Minerva Pious (1903-1979), insomuch as she is remembered at all, is known almost exclusively for playing Mrs. Nussbaum in the “Allen’s Alley” segments on Fred Allen’s radio show. Her character was a hilarious blend of Yiddish dialect and malaprop, a sort of mix of Gertrude Berg (the Yiddish half) and Jane Ace (the malaprop half) and then turned it up to a broader heat, with Allen’s brilliant writing to make it more absurd than the work of those other two fine comediennes. The weekly gag was that Allen would encounter her and say “Mrs. Nussbaum!” and she would reply sarcastically, “You were expecting maybe [mangled celebrity name]?” E.g., “You were expecting maybe Joan Crawfish?” (I just made that one up to prove that I can write fro Fred Allen’s show the minute it gets revived.)
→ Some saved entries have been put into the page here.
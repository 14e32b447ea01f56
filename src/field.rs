use crate::actor::ActorId;
use rand::prelude::*;
use serde::{Deserialize, Serialize};

/// A position on the field, identified by row and column.
///
/// Locations are plain values: they are compared, hashed, and used as
/// snapshot keys, but never mutated.
#[derive(Debug, Clone, Copy, PartialEq, Eq, PartialOrd, Ord, Hash, Serialize, Deserialize)]
pub struct Location {
    pub row: usize,
    pub col: usize,
}

impl Location {
    pub fn new(row: usize, col: usize) -> Self {
        Self { row, col }
    }
}

/// The occupancy class an actor claims in its cell.
///
/// Animals occupy their cell exclusively; plants share theirs with at
/// most one exclusive occupant.
#[derive(Debug, Clone, Copy, PartialEq, Eq)]
pub enum Occupancy {
    Exclusive,
    Shared,
}

/// Rectangular grid tracking which actor occupies each cell.
///
/// Each cell holds at most one exclusive occupant and at most one shared
/// occupant. The field records actor ids only; it owns no actors, and an
/// actor's stored location is kept in sync by the simulation.
pub struct Field {
    depth: usize,
    width: usize,
    exclusive: Vec<Option<ActorId>>,
    shared: Vec<Option<ActorId>>,
}

impl Field {
    /// Create an empty field with the given dimensions.
    pub fn new(depth: usize, width: usize) -> Self {
        Self {
            depth,
            width,
            exclusive: vec![None; depth * width],
            shared: vec![None; depth * width],
        }
    }

    pub fn depth(&self) -> usize {
        self.depth
    }

    pub fn width(&self) -> usize {
        self.width
    }

    fn index(&self, loc: Location) -> usize {
        loc.row * self.width + loc.col
    }

    /// Empty every cell.
    pub fn clear_all(&mut self) {
        self.exclusive.fill(None);
        self.shared.fill(None);
    }

    /// Record `id` at `loc`, replacing any existing occupant of the same class.
    pub fn place(&mut self, id: ActorId, occupancy: Occupancy, loc: Location) {
        let idx = self.index(loc);
        match occupancy {
            Occupancy::Exclusive => self.exclusive[idx] = Some(id),
            Occupancy::Shared => self.shared[idx] = Some(id),
        }
    }

    /// Remove whichever actors are recorded at `loc`, in both layers.
    pub fn clear(&mut self, loc: Location) {
        let idx = self.index(loc);
        self.exclusive[idx] = None;
        self.shared[idx] = None;
    }

    /// Remove the occupant of a single layer at `loc`.
    pub fn vacate(&mut self, loc: Location, occupancy: Occupancy) {
        let idx = self.index(loc);
        match occupancy {
            Occupancy::Exclusive => self.exclusive[idx] = None,
            Occupancy::Shared => self.shared[idx] = None,
        }
    }

    /// The actor visible at `loc`: the exclusive occupant if present,
    /// otherwise the shared one.
    pub fn occupant_at(&self, loc: Location) -> Option<ActorId> {
        let idx = self.index(loc);
        self.exclusive[idx].or(self.shared[idx])
    }

    pub fn exclusive_at(&self, loc: Location) -> Option<ActorId> {
        self.exclusive[self.index(loc)]
    }

    pub fn shared_at(&self, loc: Location) -> Option<ActorId> {
        self.shared[self.index(loc)]
    }

    /// All locations of the field in row-major order.
    pub fn locations(&self) -> impl Iterator<Item = Location> + '_ {
        (0..self.depth).flat_map(move |row| (0..self.width).map(move |col| Location::new(row, col)))
    }

    /// The up to 8 in-bounds neighbours of `loc`, in a freshly randomized
    /// order to avoid directional bias in search, movement, and breeding.
    pub fn adjacent_locations<R: Rng>(&self, loc: Location, rng: &mut R) -> Vec<Location> {
        let mut adjacent = Vec::with_capacity(8);
        for row_offset in -1isize..=1 {
            for col_offset in -1isize..=1 {
                if row_offset == 0 && col_offset == 0 {
                    continue;
                }
                let row = loc.row as isize + row_offset;
                let col = loc.col as isize + col_offset;
                if row >= 0 && row < self.depth as isize && col >= 0 && col < self.width as isize {
                    adjacent.push(Location::new(row as usize, col as usize));
                }
            }
        }
        adjacent.shuffle(rng);
        adjacent
    }

    /// Neighbouring locations with no exclusive occupant, randomized.
    pub fn free_adjacent_locations<R: Rng>(&self, loc: Location, rng: &mut R) -> Vec<Location> {
        self.adjacent_locations(loc, rng)
            .into_iter()
            .filter(|&l| self.exclusive_at(l).is_none())
            .collect()
    }

    /// The first free neighbouring location, if any.
    pub fn free_adjacent_location<R: Rng>(&self, loc: Location, rng: &mut R) -> Option<Location> {
        self.free_adjacent_locations(loc, rng).into_iter().next()
    }
}
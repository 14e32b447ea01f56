use crate::config::Config;
use crate::scheduler::Scheduler;
use crate::simulation::Simulation;
use crate::stats::{FieldSnapshot, PopulationStats};
use crate::weather::Weather;
use anyhow::{Context, Result, bail};
use std::sync::{Arc, Mutex, atomic::{AtomicUsize, Ordering}};
use std::time::Duration;

/// Tick delays selectable via `speed_up`/`slow_down`, slowest first.
const DELAY_STEPS_MS: [u64; 6] = [1000, 500, 250, 120, 60, 30];
const DEFAULT_DELAY_IDX: usize = 4;

/// Orchestrates the simulation and its scheduler.
///
/// The simulation lives behind a mutex shared with the scheduler worker;
/// every control call here is safe from any thread and takes effect no
/// later than the start of the next tick.
pub struct SimulationController {
    sim: Arc<Mutex<Simulation>>,
    scheduler: Scheduler,
    delay_idx: AtomicUsize,
}

impl SimulationController {
    /// Build a controller with a freshly populated simulation.
    pub fn new(cfg: Config, seed: Option<u64>) -> Result<Self> {
        let mut sim = match seed {
            Some(seed) => Simulation::from_seed(cfg, seed),
            None => Simulation::from_os_rng(cfg),
        }
        .context("failed to construct simulation")?;
        sim.populate();

        Ok(Self {
            sim: Arc::new(Mutex::new(sim)),
            scheduler: Scheduler::new(),
            delay_idx: AtomicUsize::new(DEFAULT_DELAY_IDX),
        })
    }

    fn delay(&self) -> Duration {
        Duration::from_millis(DELAY_STEPS_MS[self.delay_idx.load(Ordering::Relaxed)])
    }

    /// Run the simulation for `total_ticks` further ticks on the
    /// scheduler cadence, stopping early if the population ceases to be
    /// viable.
    pub fn run(&self, total_ticks: u64) -> Result<()> {
        let target = self.sim.lock().unwrap().tick() + total_ticks;

        let worker_sim = Arc::clone(&self.sim);
        self.scheduler.start(
            move || {
                let mut sim = worker_sim.lock().unwrap();
                if !sim.is_viable() {
                    log::warn!("population is no longer viable, stopping");
                    return false;
                }
                let summary = sim.step_once();
                summary.tick < target
            },
            self.delay(),
        )
    }

    pub fn pause(&self) {
        self.scheduler.pause();
    }

    pub fn resume(&self) {
        self.scheduler.resume();
    }

    pub fn shutdown(&self) {
        self.scheduler.shutdown();
    }

    /// Block until the current run finishes or the scheduler shuts down.
    pub fn wait(&self) {
        self.scheduler.wait_idle();
    }

    /// Advance exactly one tick, only while paused or stopped.
    pub fn force_one_step(&self) -> Result<()> {
        self.scheduler
            .step_once_now()
            .context("cannot force a step")
    }

    /// Repopulate the field at tick zero. Rejected while running.
    pub fn reset(&self) -> Result<()> {
        if self.scheduler.is_running() {
            bail!("cannot reset while the scheduler is running; pause it first");
        }
        let mut sim = self.sim.lock().unwrap();
        sim.reset();
        Ok(())
    }

    pub fn speed_up(&self) {
        let idx = self.delay_idx.load(Ordering::Relaxed);
        if idx + 1 < DELAY_STEPS_MS.len() {
            self.delay_idx.store(idx + 1, Ordering::Relaxed);
        }
        self.scheduler.set_interval(self.delay());
    }

    pub fn slow_down(&self) {
        let idx = self.delay_idx.load(Ordering::Relaxed);
        if idx > 0 {
            self.delay_idx.store(idx - 1, Ordering::Relaxed);
        }
        self.scheduler.set_interval(self.delay());
    }

    /// Fix the weather for subsequent ticks, or `None` for a random draw
    /// each tick.
    pub fn set_weather_override(&self, weather: Option<Weather>) {
        self.sim.lock().unwrap().set_weather_override(weather);
    }

    pub fn tick(&self) -> u64 {
        self.sim.lock().unwrap().tick()
    }

    pub fn population(&self) -> PopulationStats {
        self.sim.lock().unwrap().population()
    }

    pub fn is_viable(&self) -> bool {
        self.sim.lock().unwrap().is_viable()
    }

    pub fn field_snapshot(&self) -> FieldSnapshot {
        self.sim.lock().unwrap().snapshot()
    }
}
use mauritia::{Config, SimulationController, Weather};
use std::thread;
use std::time::Duration;

/// A population that cannot collapse for the duration of a test: two
/// well-fed, long-lived, disease-free species that only wander.
fn stable_config() -> Config {
    let mut cfg = Config::default();
    cfg.field.depth = 40;
    cfg.field.width = 40;
    cfg.plants.spawn_prob = 0.2;
    cfg.plants.breeding_prob = 0.0;
    cfg.disease.seed_prob = 0.0;
    cfg.disease.spread_prob = 0.0;
    for traits in [
        &mut cfg.species.human,
        &mut cfg.species.dodo,
        &mut cfg.species.monkey,
        &mut cfg.species.pig,
        &mut cfg.species.tortoise,
    ] {
        traits.spawn_prob = 0.0;
        traits.breeding_prob = 0.0;
        traits.disease_death_prob = 0.0;
        traits.night_attack_prob = None;
        traits.start_food = 10_000.0;
        traits.max_age = 9_999;
    }
    cfg.species.human.spawn_prob = 0.1;
    cfg.species.tortoise.spawn_prob = 0.1;
    cfg
}

#[test]
fn pause_freezes_the_tick_counter() {
    let controller = SimulationController::new(stable_config(), Some(4242)).unwrap();
    for _ in 0..4 {
        controller.speed_up();
    }
    controller.run(1_000_000).unwrap();

    thread::sleep(Duration::from_millis(300));
    controller.pause();
    // An in-flight tick may still land; sample after it settles.
    thread::sleep(Duration::from_millis(50));
    let frozen = controller.tick();
    assert!(frozen > 0, "scheduler never advanced the simulation");

    thread::sleep(Duration::from_millis(500));
    assert_eq!(controller.tick(), frozen);

    controller.resume();
    thread::sleep(Duration::from_millis(300));
    assert!(controller.tick() > frozen);

    controller.shutdown();
}

#[test]
fn force_one_step_works_only_while_paused() {
    let controller = SimulationController::new(stable_config(), Some(7)).unwrap();
    controller.run(1_000_000).unwrap();
    assert!(controller.force_one_step().is_err());

    controller.pause();
    thread::sleep(Duration::from_millis(100));
    let before = controller.tick();
    controller.force_one_step().unwrap();
    assert_eq!(controller.tick(), before + 1);

    controller.shutdown();
}

#[test]
fn reset_is_rejected_while_running() {
    let controller = SimulationController::new(stable_config(), Some(11)).unwrap();
    controller.run(1_000_000).unwrap();
    assert!(controller.reset().is_err());

    controller.pause();
    thread::sleep(Duration::from_millis(100));
    controller.reset().unwrap();
    assert_eq!(controller.tick(), 0);
    assert!(controller.is_viable());

    controller.shutdown();
}

#[test]
fn weather_override_takes_effect_by_the_next_tick() {
    let controller = SimulationController::new(stable_config(), Some(23)).unwrap();
    controller.set_weather_override(Some(Weather::Snowy));

    controller.run(1_000_000).unwrap();
    thread::sleep(Duration::from_millis(150));
    controller.pause();
    thread::sleep(Duration::from_millis(50));
    controller.force_one_step().unwrap();

    assert_eq!(controller.field_snapshot().weather, Weather::Snowy);
    controller.shutdown();
}

#[test]
fn run_stops_at_the_requested_tick() {
    let controller = SimulationController::new(stable_config(), Some(31)).unwrap();
    for _ in 0..5 {
        controller.speed_up(); // clamp at the fastest cadence
    }
    controller.run(6).unwrap();
    controller.wait();

    assert_eq!(controller.tick(), 6);
    assert!(controller.population().count("human") > 0);
    controller.shutdown();
}

#[test]
fn speed_controls_survive_the_extremes() {
    let controller = SimulationController::new(stable_config(), Some(3)).unwrap();
    controller.run(1_000_000).unwrap();

    // Walking past both ends of the delay ladder must clamp, not panic.
    for _ in 0..10 {
        controller.speed_up();
    }
    for _ in 0..10 {
        controller.slow_down();
    }
    thread::sleep(Duration::from_millis(50));
    controller.shutdown();
}
use anyhow::{Context, Result};
use rand::prelude::*;
use rand_distr::weighted::WeightedIndex;
use serde::{Deserialize, Serialize};
use std::collections::BTreeMap;

/// Weather conditions that modulate breeding and hunting.
#[derive(Debug, Clone, Copy, PartialEq, Eq, PartialOrd, Ord, Serialize, Deserialize)]
#[serde(rename_all = "lowercase")]
pub enum Weather {
    Sunny,
    Rainy,
    Foggy,
    Snowy,
}

impl Weather {
    pub const ALL: [Weather; 4] = [Weather::Sunny, Weather::Rainy, Weather::Foggy, Weather::Snowy];

    pub fn label(&self) -> &'static str {
        match self {
            Weather::Sunny => "sunny",
            Weather::Rainy => "rainy",
            Weather::Foggy => "foggy",
            Weather::Snowy => "snowy",
        }
    }
}

/// Per-condition multipliers applied to breeding and hunting probabilities.
///
/// Conditions absent from the configuration default to a multiplier of 1.0.
pub struct WeatherTable {
    plant_breed: [f64; 4],
    animal_breed: [f64; 4],
    animal_hunt: [f64; 4],
}

fn build_row(entries: &BTreeMap<Weather, f64>) -> [f64; 4] {
    let mut row = [1.0; 4];
    for (i, weather) in Weather::ALL.iter().enumerate() {
        if let Some(&mult) = entries.get(weather) {
            row[i] = mult;
        }
    }
    row
}

impl WeatherTable {
    pub fn new(
        plant_breed: &BTreeMap<Weather, f64>,
        animal_breed: &BTreeMap<Weather, f64>,
        animal_hunt: &BTreeMap<Weather, f64>,
    ) -> Self {
        Self {
            plant_breed: build_row(plant_breed),
            animal_breed: build_row(animal_breed),
            animal_hunt: build_row(animal_hunt),
        }
    }

    pub fn plant_breed(&self, weather: Weather) -> f64 {
        self.plant_breed[weather as usize]
    }

    pub fn animal_breed(&self, weather: Weather) -> f64 {
        self.animal_breed[weather as usize]
    }

    pub fn animal_hunt(&self, weather: Weather) -> f64 {
        self.animal_hunt[weather as usize]
    }
}

/// Probability-weighted random draw over the weather conditions.
pub struct WeatherDraw {
    dist: WeightedIndex<f64>,
}

impl WeatherDraw {
    /// Build a draw from per-condition weights, which must sum to 1.0
    /// (validated by the configuration before reaching this point).
    pub fn new(weights: [f64; 4]) -> Result<Self> {
        let dist = WeightedIndex::new(weights).context("failed to build weather distribution")?;
        Ok(Self { dist })
    }

    pub fn sample<R: Rng>(&self, rng: &mut R) -> Weather {
        Weather::ALL[self.dist.sample(rng)]
    }
}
Pious was born in Tsarist Russia and immigrated to the U.S. at age two. Raised in Bridgeport, Connecticut, she participated in amateur theatricals, worked as a stenographer, and then as a writer. According to her NY Times obituary she substituted for Fanny Brice in the 1926 edition of the Ziegfeld Follies when the latter fell ill. She started working on Allen’s radio show in 1933 playing a wide variety of characters on the strength of her facility with accents: in addition to Jewish, she did Italian, German, French, Scotch, whatever was required. She remained with Allen until his show went off the air in 1949. Besides the Fred Allen Show she also worked on The Jack Benny Program, Duffy’s Tavern, The Goldbergs, The Alan Young Show, and shows hosted by Kate Smith, Ed Wynn, and Bob Hope.

Due to a hip condition she did very little screen work, but you can see her in Fred Allen’s movie It’s In the Bag (1945), and on such TV shows as The Colgate Comedy Hour (1950). In the sixties she appeared in two Broadway plays, Dear Me The Sky is Falling (1963) with Gertrude Berg, and Saul Bellow’s The Last Analysis (1964). Her last credit was a 1976 episode of Happy Days; producer Garry Marshall had a soft spot for comedy old-timers.